Gov. Whitmer’s Proposes $67.1B State Budget to ‘Get Michigan Back to Work and Supports Schools’
Gov. Gretchen Whitmer’s third executive budget was released Thursday.
The budget recommendation totals $67.1 billion and it includes a general fund total of $11.4 billion and a school aid fund total of $14.7 billion.
Whitmer says the budget is centered on equitably?growing the state’s economy by?expanding?skills training?and childcare for families, providing a further down payment on rebuilding the state’s crumbling bridges and water infrastructure, and helping small businesses recover from the pandemic.
“To build Michigan’s economy back better, we must stay laser-focused on getting Michigan back to work and getting our kids back in school safely,” said Gov. Whitmer.
“The budget plan I released today along with the MI COVID Recovery plan I announced last month makes the investments we need to jumpstart our economy and build a better Michigan for everyone. I am committed to working across the aisle with the legislature to ensure that we don’t waste a dime of the federal aid we have received thus far, so we can help Michigan families and small businesses get back on their feet. Let’s get to work and let’s get it done.”
Budget Recommendations for Children and Public Education
The budget recommendation calls for the largest investment in K-12 schools in history, including:
- $203 million to increase base per-pupil funding to $8,275 for districts at the minimum ($164 per-pupil increase) and $8,611 for districts at the maximum ($82 per-pupil increase), reducing the gap between the highest and lowest funded districts to $336 per pupil.

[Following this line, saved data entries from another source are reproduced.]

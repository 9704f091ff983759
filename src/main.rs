//! npad-core - emulated controller core
//!
//! Inspect a player table, replay scripted input against a controller, or
//! keep controllers alive and hot-reload them as the table changes.

use std::path::Path;
use std::sync::Arc;

use anyhow::{bail, Context, Result};
use clap::Parser;
use colored::*;
use tracing::{debug, info, warn};
use tracing_subscriber::{layer::SubscriberExt, util::SubscriberInitExt};

use npad_core::config::{AppConfig, ConfigWatcher, MemoryRepository};
use npad_core::controller::types::PLAYER_SLOTS;
use npad_core::input::engine::VirtualEngine;
use npad_core::replay::{virtual_profile, Replay, Script};
use npad_core::{ControllerUpdateCallback, DeviceFactory, EmulatedController, NpadIdType};

/// npad-core - canonical emulated controller state
#[derive(Parser, Debug)]
#[command(author, version, about, long_about = None)]
struct Args {
    /// Path to the player table
    #[arg(short, long, default_value = "players.yaml")]
    config: String,

    /// Player number (1-8, 9 = handheld, 10 = other) for --script
    #[arg(short, long)]
    player: Option<usize>,

    /// Log level (error, warn, info, debug, trace)
    #[arg(short, long, env = "LOG_LEVEL", default_value = "info")]
    log_level: String,

    /// Replay a YAML script and print the report after each step as JSON
    #[arg(long)]
    script: Option<String>,

    /// Keep controllers alive and reload them when the player table changes
    #[arg(long)]
    watch: bool,

    /// Tabulate the configured players
    #[arg(long)]
    list_players: bool,
}

#[tokio::main]
async fn main() -> Result<()> {
    // Load environment variables
    dotenvy::dotenv().ok();

    let args = Args::parse();

    init_logging(&args.log_level)?;

    info!("Starting npad-core...");
    debug!("Player table: {}", args.config);

    if let Some(script) = &args.script {
        return run_script(&args, script).await;
    }

    if args.watch {
        return run_watch(&args.config).await;
    }

    let config = AppConfig::load(&args.config).await?;
    list_players(&config);
    if !args.list_players {
        println!(
            "\n{}",
            "Use --script <file> to replay input or --watch to keep controllers alive".dimmed()
        );
    }
    Ok(())
}

fn init_logging(level: &str) -> Result<()> {
    let filter = tracing_subscriber::EnvFilter::try_from_default_env()
        .unwrap_or_else(|_| tracing_subscriber::EnvFilter::new(level));

    tracing_subscriber::registry()
        .with(filter)
        .with(
            tracing_subscriber::fmt::layer()
                .with_target(false)
                .with_thread_ids(false)
                .with_thread_names(false),
        )
        .init();

    Ok(())
}

async fn shutdown_signal() {
    tokio::signal::ctrl_c()
        .await
        .expect("Failed to install CTRL+C signal handler");
    info!("Shutdown signal received");
}

fn npad_for_player(player: usize) -> Result<NpadIdType> {
    match player.checked_sub(1).and_then(NpadIdType::from_index) {
        Some(id) => Ok(id),
        None => bail!("Player must be between 1 and {}, got {}", PLAYER_SLOTS, player),
    }
}

fn list_players(config: &AppConfig) {
    println!("\n{}", "=== Players ===".bold().cyan());
    println!(
        "  {:<10} {:<22} {:<10} {:<5} {}",
        "SLOT".bold(),
        "TYPE".bold(),
        "STATE".bold(),
        "LED".bold(),
        "MAPPED".bold()
    );

    let supported = config.supported_style_tag();
    for (id, player) in NpadIdType::ALL.iter().zip(&config.players) {
        let style = npad_core::NpadStyleIndex::from(player.controller_type);
        let state = if player.connected {
            "connected".green()
        } else {
            "-".dimmed()
        };
        let kind = format!("{:?}", player.controller_type);
        let kind = if supported.supports(style) {
            kind.normal()
        } else {
            kind.red()
        };
        let mapped = player
            .buttons
            .iter()
            .chain(&player.analogs)
            .filter(|text| !npad_core::ParamPackage::parse(text).is_empty())
            .count();
        println!(
            "  {:<10} {:<22} {:<10} {:<5} {}",
            id.to_string().yellow(),
            kind,
            state,
            id.led_pattern().as_bits(),
            mapped
        );
    }
}

/// Player table for replay: the configured one if it exists, otherwise a
/// table whose every slot is bound to the virtual engine
async fn replay_config(path: &str) -> Result<AppConfig> {
    if Path::new(path).exists() {
        return AppConfig::load(path).await;
    }
    info!("{} not found, binding every slot to the virtual engine", path);
    Ok(AppConfig {
        players: vec![virtual_profile(); PLAYER_SLOTS],
        supported_styles: None,
    })
}

async fn run_script(args: &Args, path: &str) -> Result<()> {
    let script = Script::load(path).await?;
    let player = args.player.or(script.player).unwrap_or(1);
    let npad_id = npad_for_player(player)?;

    let config = replay_config(&args.config).await?;
    let repository = Arc::new(MemoryRepository::new(config));
    let replay = Replay::new(npad_id, repository.clone())?;
    replay
        .controller()
        .set_supported_npad_style_tag(repository.supported_style_tag());

    println!(
        "{} {} ({} steps)",
        "Replaying".bold().cyan(),
        path,
        script.steps.len()
    );

    for report in replay.run(&script) {
        let header = format!("#{} {}", report.step, report.action);
        let header = if report.delivered > 0 {
            header.green()
        } else {
            header.yellow()
        };
        println!("\n{}", header.bold());
        let json =
            serde_json::to_string_pretty(&report).context("Failed to serialize step report")?;
        println!("{}", json);
    }
    Ok(())
}

async fn run_watch(config_path: &str) -> Result<()> {
    let (mut watcher, initial_config) = ConfigWatcher::new(config_path.to_string()).await?;
    let repository = Arc::new(MemoryRepository::new(initial_config));

    // No physical backend is linked in; the virtual engine stands in for one
    let factory = Arc::new(DeviceFactory::new());
    factory.register(Arc::new(VirtualEngine::new()));

    let controllers: Vec<EmulatedController> = NpadIdType::ALL
        .iter()
        .map(|id| EmulatedController::new(*id, repository.clone(), factory.clone()))
        .collect();

    for controller in &controllers {
        let id = controller.npad_id();
        controller.set_callback(ControllerUpdateCallback::new(move |kind| {
            info!("{}: {:?}", id, kind);
        }));
    }
    reload_all(&controllers, &repository);
    info!("{} controllers ready, watching for changes", controllers.len());

    let shutdown = shutdown_signal();
    tokio::pin!(shutdown);

    loop {
        tokio::select! {
            Some(config) = watcher.next_config() => {
                repository.replace(config);
                reload_all(&controllers, &repository);
            }
            _ = &mut shutdown => break,
        }
    }

    for controller in &controllers {
        controller.unload_input();
    }
    info!("npad-core shutdown complete");
    Ok(())
}

fn reload_all(controllers: &[EmulatedController], repository: &MemoryRepository) {
    let supported = repository.supported_style_tag();
    for controller in controllers {
        if let Err(e) = controller.reload_from_settings() {
            warn!("Failed to reload {}: {}", controller.npad_id(), e);
            continue;
        }
        controller.set_supported_npad_style_tag(supported);
    }
}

- An increase of 2 percent totaling $14.1 million for economically disadvantaged students, English language learners, special education students, and students in rural and isolated districts.

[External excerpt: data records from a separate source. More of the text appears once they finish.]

//! Physical source identification
//!
//! Every raw callback is tagged with the [`SourceId`] of the physical device
//! that produced it. Logical inputs remember the identity of their last
//! accepted writer so that an idle alternate source cannot reset an input
//! another source is actively holding.

use std::fmt;

use tracing::debug;

/// Identity of the physical device instance feeding a logical input
///
/// Parsed from the `guid` field of a parameter descriptor. Descriptors without
/// a usable guid map to [`SourceId::NONE`], so all of them share one identity.
#[derive(Debug, Clone, Copy, Default, PartialEq, Eq, Hash, PartialOrd, Ord)]
pub struct SourceId(u128);

impl SourceId {
    /// Identity of sources that carry no guid
    pub const NONE: SourceId = SourceId(0);

    /// Shared identity of all TAS playback bindings
    pub const TAS: SourceId = SourceId::from_parts(0x0, 0x7A5);

    /// Build an identity from its high and low halves
    pub const fn from_parts(high: u64, low: u64) -> Self {
        Self(((high as u128) << 64) | low as u128)
    }

    /// Parse a guid string (hex digits, dashes ignored)
    ///
    /// Returns [`SourceId::NONE`] for empty or malformed input.
    pub fn from_guid(guid: &str) -> Self {
        let hex: String = guid.chars().filter(|c| *c != '-').collect();
        if hex.is_empty() {
            return Self::NONE;
        }
        if hex.len() > 32 {
            debug!("Guid too long, treating as anonymous source: {}", guid);
            return Self::NONE;
        }
        match u128::from_str_radix(&hex, 16) {
            Ok(value) => Self(value),
            Err(_) => {
                debug!("Guid is not hexadecimal, treating as anonymous source: {}", guid);
                Self::NONE
            }
        }
    }

    /// Whether this is the anonymous identity
    pub fn is_none(&self) -> bool {
        *self == Self::NONE
    }
}

impl fmt::Display for SourceId {
    fn fmt(&self, f: &mut fmt::Formatter<'_>) -> fmt::Result {
        write!(f, "{:032x}", self.0)
    }
}

#[cfg(test)]
mod tests {
    use super::*;

    #[test]
    fn test_from_guid() {
        let id = SourceId::from_guid("0300000000000000000000000000000a");
        assert_eq!(id.to_string(), "0300000000000000000000000000000a");
        assert!(!id.is_none());
    }

    #[test]
    fn test_dashes_are_ignored() {
        let plain = SourceId::from_guid("030000005e0400008e02000000000000");
        let dashed = SourceId::from_guid("03000000-5e04-0000-8e02-000000000000");
        assert_eq!(plain, dashed);
    }

    #[test]
    fn test_malformed_guid_is_anonymous() {
        assert!(SourceId::from_guid("").is_none());
        assert!(SourceId::from_guid("not-a-guid").is_none());
        assert!(SourceId::from_guid(&"f".repeat(40)).is_none());
    }

    #[test]
    fn test_tas_identity() {
        assert_eq!(SourceId::TAS, SourceId::from_parts(0, 0x7a5));
        assert_eq!(SourceId::TAS.to_string(), format!("{:032x}", 0x7a5));
    }
}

- $250 million in one-time supplemental funding to implement research-based best practices to support student academic recovery, physical and mental health, and post-secondary readiness and transition.

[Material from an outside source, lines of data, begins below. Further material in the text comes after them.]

#[cfg(test)]
mod tests {
    use super::*;
    use crate::config::{AppConfig, MemoryRepository};
    use crate::controller::types::npad_button;

    fn replay() -> Replay {
        let mut config = AppConfig::default();
        config.players.push(virtual_profile());
        let repository = Arc::new(MemoryRepository::new(config));
        Replay::new(NpadIdType::Player1, repository).expect("replay")
    }

    #[test]
    fn test_script_parsing() {
        let script = Script::from_yaml(
            r#"
player: 2
steps:
  - action: button
    selector: "button:0"
    pressed: true
  - action: disconnect
  - action: set_style
    style: game_cube
  - action: battery
    selector: "button:0"
    level: charging
"#,
        )
        .expect("valid script");
        assert_eq!(script.player, Some(2));
        assert_eq!(script.steps.len(), 4);
        assert_eq!(
            script.steps[0],
            Step::Button {
                selector: "button:0".into(),
                pressed: true,
                toggle: false
            }
        );
        assert_eq!(
            script.steps[2],
            Step::SetStyle {
                style: ControllerType::GameCube
            }
        );
    }

    #[test]
    fn test_unknown_action_is_rejected() {
        assert!(Script::from_yaml("steps:\n  - action: explode\n").is_err());
    }

    #[test]
    fn test_button_press_and_release() {
        let replay = replay();
        let pressed = replay.apply(
            0,
            &Step::Button {
                selector: "engine:virtual,button:0".into(),
                pressed: true,
                toggle: false,
            },
        );
        assert_eq!(pressed.delivered, 1);
        assert_eq!(pressed.notifications, vec![ControllerTriggerType::Button]);
        assert_eq!(pressed.report.buttons & npad_button::A, npad_button::A);

        let released = replay.apply(
            1,
            &Step::Button {
                selector: "engine:virtual,button:0".into(),
                pressed: false,
                toggle: false,
            },
        );
        assert_eq!(released.report.buttons, 0);
    }

    #[test]
    fn test_tas_source_takes_over() {
        let replay = replay();
        let steps = [
            Step::Button {
                selector: "engine:virtual,button:0".into(),
                pressed: true,
                toggle: false,
            },
            Step::Button {
                selector: "engine:tas,button:0".into(),
                pressed: true,
                toggle: false,
            },
            // The virtual device no longer owns the button
            Step::Button {
                selector: "engine:virtual,button:0".into(),
                pressed: false,
                toggle: false,
            },
        ];
        let reports: Vec<_> = steps
            .iter()
            .enumerate()
            .map(|(index, step)| replay.apply(index, step))
            .collect();
        assert_eq!(reports[1].delivered, 1);
        assert!(reports[2].notifications.is_empty());
        assert_eq!(reports[2].report.buttons & npad_button::A, npad_button::A);
    }

    #[test]
    fn test_stick_and_battery_steps() {
        let replay = replay();
        let stick = replay.apply(
            0,
            &Step::Stick {
                selector: "engine:virtual,axis_x:0".into(),
                x: -1.0,
                y: 0.0,
            },
        );
        assert_eq!(stick.report.sticks.left.x, -32767);

        let battery = replay.apply(
            1,
            &Step::Battery {
                selector: "button:0".into(),
                level: BatteryLevel::Low,
            },
        );
        assert_eq!(battery.delivered, 1);
        assert_eq!(battery.report.battery.right.battery_level, 4);
    }

    #[test]
    fn test_vibration_steps() {
        let replay = replay();
        let report = replay.apply(0, &Step::TestVibration { index: 1 });
        assert_eq!(report.delivered, 1);
        assert_eq!(replay.vibrations("output:1,button:0"), 2);
    }

    #[test]
    fn test_unsupported_style_refuses_connect() {
        let replay = replay();
        let script = Script {
            player: None,
            steps: vec![
                Step::SupportedStyles {
                    styles: vec![ControllerType::Handheld],
                },
                Step::Connect { temporary: false },
            ],
        };
        let reports = replay.run(&script);
        assert!(!reports[0].report.connected);
        assert_eq!(reports[1].delivered, 0);
    }
}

- $200 million one-time for declining enrollment to stabilize budgets for districts experiencing losses in fiscal year 2022.
- $120 million total to provide opportunities in 2021 and 2022 for students through summer learning, after school learning, day camps, and other activities designed to support student needs outside of the normal school schedule.
- Funding for the Education Emergency Relief Fund intended to help mitigate the impact of COVID-19 on students for use in public schools ($38.9 million) and nonpublic schools ($86.8 million).
- $32 million for the Great Start Readiness Program, raising the state payment for a full-day preschooler from $7,250 to $8,275, which is the same as the proposed K-12 base foundation allowance, for 38,000 4-year-olds statewide.